We expected Ls/Lm to result in greatest energy intakes, followed by Ns/Lm and Ls/Nm. Reid et al., in a convenient sample of young adults, found that time of last meal and time lapse between last meal and sleep onset were associated with energy intakes after controlling for age, sex, sleep duration and sleep timing [20]. Eating frequency, however, explained the relation between eating close to bedtime and energy intake. In the present study, we found Ls/Lm to produce the lowest energy intake and Ns/Lm, the highest energy intake. Those 2 conditions both provided participants with the opportunity to consume a snack immediately before bedtime. Interestingly, under Ls/Lm condition, only one participant chose to consume a snack at the scheduled snack time, 0330 h (62 kcal), whereas 3/6 participants consumed a snack in the Ns/Lm condition, at midnight (average intake 363.7 ± 118.1 kcal). In contrast, in the Nm conditions, all participants consumed a snack in Ns, at 2030 h (351.5 ± 177.4 kcal) and 5/6 participants consumed one in Ls, at midnight (277.7 ± 257.7 kcal). Interestingly, and in line with data from Reid et al. [20], intakes were highest when a large snack was consumed close to bedtime (Ns/Lm) and lowest when food intake was further from bedtime (3.5 h in Ns/Nm and Ls/Nm).
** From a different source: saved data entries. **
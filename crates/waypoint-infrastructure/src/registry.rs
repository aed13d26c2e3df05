//! Service registry
//!
//! Maps service names to an adapter and a lazily constructed singleton
//! instance.
//!
//! ```text
//! get_service(name) → entry → instance? ──yes──→ Arc clone
//!                                │ no
//!                                ▼
//!                  construction mutex (per name)
//!                                │
//!                  recheck → adapter.get_service_instance()
//! ```
//!
//! Construction is serialized by a per-name async mutex, so concurrent first
//! callers trigger exactly one connection attempt while different services
//! still build in parallel. Instances are only closed explicitly, through
//! [`ServiceRegistry::refresh_service`] or [`ServiceRegistry::close_all`].

use std::collections::BTreeMap;
use std::fmt;
use std::sync::{Arc, PoisonError, RwLock};

use dashmap::DashMap;
use dashmap::mapref::entry::Entry;
use tokio::sync::Mutex;
use tracing::{debug, info, warn};
use waypoint_domain::error::{Error, Result};
use waypoint_domain::ports::{ManagedService, ServiceAdapter};
use waypoint_domain::value_objects::ServiceStatus;

struct ServiceEntry {
    adapter: RwLock<Arc<dyn ServiceAdapter>>,
    instance: RwLock<Option<Arc<dyn ManagedService>>>,
    construction: Mutex<()>,
}

impl ServiceEntry {
    fn new(adapter: Arc<dyn ServiceAdapter>) -> Self {
        Self {
            adapter: RwLock::new(adapter),
            instance: RwLock::new(None),
            construction: Mutex::new(()),
        }
    }

    fn adapter(&self) -> Arc<dyn ServiceAdapter> {
        let adapter = self.adapter.read().unwrap_or_else(PoisonError::into_inner);
        Arc::clone(&*adapter)
    }

    fn set_adapter(&self, adapter: Arc<dyn ServiceAdapter>) {
        *self.adapter.write().unwrap_or_else(PoisonError::into_inner) = adapter;
    }

    fn instance(&self) -> Option<Arc<dyn ManagedService>> {
        self.instance
            .read()
            .unwrap_or_else(PoisonError::into_inner)
            .clone()
    }

    fn replace_instance(
        &self,
        instance: Option<Arc<dyn ManagedService>>,
    ) -> Option<Arc<dyn ManagedService>> {
        let mut slot = self.instance.write().unwrap_or_else(PoisonError::into_inner);
        std::mem::replace(&mut *slot, instance)
    }
}

/// Concurrency-safe map of named singleton services
#[derive(Default)]
pub struct ServiceRegistry {
    entries: DashMap<String, Arc<ServiceEntry>>,
}

impl ServiceRegistry {
    pub fn new() -> Self {
        Self::default()
    }

    /// Register `adapter` under `name`
    ///
    /// Registering an existing name replaces its adapter only. An instance
    /// already built keeps serving until the service is refreshed.
    pub fn register_service(&self, name: &str, adapter: Arc<dyn ServiceAdapter>) -> Result<()> {
        if name.trim().is_empty() {
            return Err(Error::invalid_argument("Service name cannot be empty"));
        }

        let adapter_type = adapter.adapter_type().to_string();
        match self.entries.entry(name.to_string()) {
            Entry::Occupied(existing) => {
                existing.get().set_adapter(adapter);
                debug!(service = %name, adapter = %adapter_type, "Service adapter replaced");
            }
            Entry::Vacant(vacant) => {
                vacant.insert(Arc::new(ServiceEntry::new(adapter)));
                debug!(service = %name, adapter = %adapter_type, "Service registered");
            }
        }
        Ok(())
    }

    /// Whether `name` is registered
    pub fn is_registered(&self, name: &str) -> bool {
        self.entries.contains_key(name)
    }

    /// Registered names, sorted
    pub fn names(&self) -> Vec<String> {
        let mut names: Vec<String> = self.entries.iter().map(|e| e.key().clone()).collect();
        names.sort_unstable();
        names
    }

    fn entry(&self, name: &str) -> Result<Arc<ServiceEntry>> {
        self.entries
            .get(name)
            .map(|entry| Arc::clone(entry.value()))
            .ok_or_else(|| Error::not_registered(name))
    }

    /// Resolve `name`, constructing its instance on first use
    pub async fn get_service(&self, name: &str) -> Result<Arc<dyn ManagedService>> {
        let entry = self.entry(name)?;
        if let Some(instance) = entry.instance() {
            return Ok(instance);
        }

        let _construction = entry.construction.lock().await;
        // another caller may have finished while we waited
        if let Some(instance) = entry.instance() {
            return Ok(instance);
        }

        let instance = construct(name, &entry).await?;
        entry.replace_instance(Some(Arc::clone(&instance)));
        Ok(instance)
    }

    /// Resolve `name` as its concrete type
    pub async fn get_typed<T: ManagedService>(&self, name: &str) -> Result<Arc<T>> {
        let instance = self.get_service(name).await?;
        let implementation = instance.implementation();
        instance.downcast_arc::<T>().map_err(|_| {
            Error::internal(format!(
                "Service '{name}' is backed by {implementation}, not {}",
                std::any::type_name::<T>()
            ))
        })
    }

    /// Close the current instance (if any) and construct a new one
    ///
    /// The adapter is consulted again, so a changed integration mode takes
    /// effect here. Failures closing the old instance are logged and ignored.
    pub async fn refresh_service(&self, name: &str) -> Result<Arc<dyn ManagedService>> {
        let entry = self.entry(name)?;
        let _construction = entry.construction.lock().await;

        if let Some(old) = entry.replace_instance(None) {
            if let Err(e) = old.close().await {
                warn!(service = %name, error = %e, "Closing replaced instance failed");
            }
        }

        let instance = construct(name, &entry).await?;
        entry.replace_instance(Some(Arc::clone(&instance)));
        info!(service = %name, implementation = %instance.implementation(), "Service refreshed");
        Ok(instance)
    }

    /// Close every constructed instance; adapters stay registered
    ///
    /// Every instance is attempted even if some fail to close.
    pub async fn close_all(&self) -> Result<()> {
        let entries: Vec<(String, Arc<ServiceEntry>)> = self
            .entries
            .iter()
            .map(|e| (e.key().clone(), Arc::clone(e.value())))
            .collect();

        let mut failures = Vec::new();
        for (name, entry) in entries {
            let _construction = entry.construction.lock().await;
            let Some(instance) = entry.replace_instance(None) else {
                continue;
            };
            match instance.close().await {
                Ok(()) => debug!(service = %name, "Service closed"),
                Err(e) => {
                    warn!(service = %name, error = %e, "Closing service failed");
                    failures.push(format!("{name}: {e}"));
                }
            }
        }

        if failures.is_empty() {
            Ok(())
        } else {
            Err(Error::internal(format!(
                "Failed to close {} service(s): {}",
                failures.len(),
                failures.join("; ")
            )))
        }
    }

    /// Status of every registered service; never constructs anything
    pub fn list_services(&self) -> BTreeMap<String, ServiceStatus> {
        self.entries
            .iter()
            .map(|e| {
                let adapter = e.value().adapter();
                let status = ServiceStatus {
                    name: e.key().clone(),
                    integration_mode: adapter.integration_mode(),
                    is_connected: e.value().instance().is_some(),
                    adapter_type: adapter.adapter_type().to_string(),
                };
                (e.key().clone(), status)
            })
            .collect()
    }
}

async fn construct(name: &str, entry: &ServiceEntry) -> Result<Arc<dyn ManagedService>> {
    let adapter = entry.adapter();
    let mode = adapter.integration_mode();
    debug!(service = %name, mode = %mode, "Constructing service instance");
    adapter.get_service_instance().await.map_err(|e| match e {
        Error::Connect { .. } => e,
        other => Error::connect_with_source(name, format!("{mode} construction failed"), other),
    })
}

impl fmt::Debug for ServiceRegistry {
    fn fmt(&self, f: &mut fmt::Formatter<'_>) -> fmt::Result {
        f.debug_struct("ServiceRegistry")
            .field("services", &self.names())
            .finish()
    }
}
It is important to contrast our study and prior research. In previous studies, participants were examined in free-living situations where sleep and meals were not controlled but were measured. In our study, participants were required to eat at fixed times, although food intake was self-selected and measured. It is possible that the rigid meal schedule prevented participants from eating at their preferred time and led to reductions in intake. This seems most evident in the Ls/Lm phase when bedtimes and meals were delayed relative to the participants’ preferred behavior (all participants were regular breakfast eaters with midpoint of sleep ~ 0400 h). We observed that skipping breakfast, as in Lm conditions, seems to induce increased food intake when sleep is normal (0000–0800 h) but not when sleep is delayed (0330–1130 h). However, in pilot testing a prior version of this protocol, allowing participants to consume meals at self-selected times during the ad libitum feeding portion of the study resulted in participants eating a meal immediately upon awakening in all 4 conditions, essentially obliterating the Lm conditions. This observation guided our decision to implement the fixed meal schedule in this iteration of the protocol. Another limitation of this study is the small and heterogenous sample size. However, the within subject, cross over design of the study and our excellent participant retention rate provide robustness to our results. Finally, all participants had a BMI in the overweight and obese categories and results may not be generalizable to those in the normal weight category.

Future studies should be done in a larger group of men and women to uncover the causality of the relation between sleep timing, meal timing, and food choice. It is possible that shifting the alignment of sleep and meals in relation to each other is a critical factor in the association between shift work and obesity and cardiometabolic risk. With this information, additional examinations of personalized sleep/meal time recommendations should be done to determine whether risk can be minimized for those who need to work or maintain wakefulness at unconventional times.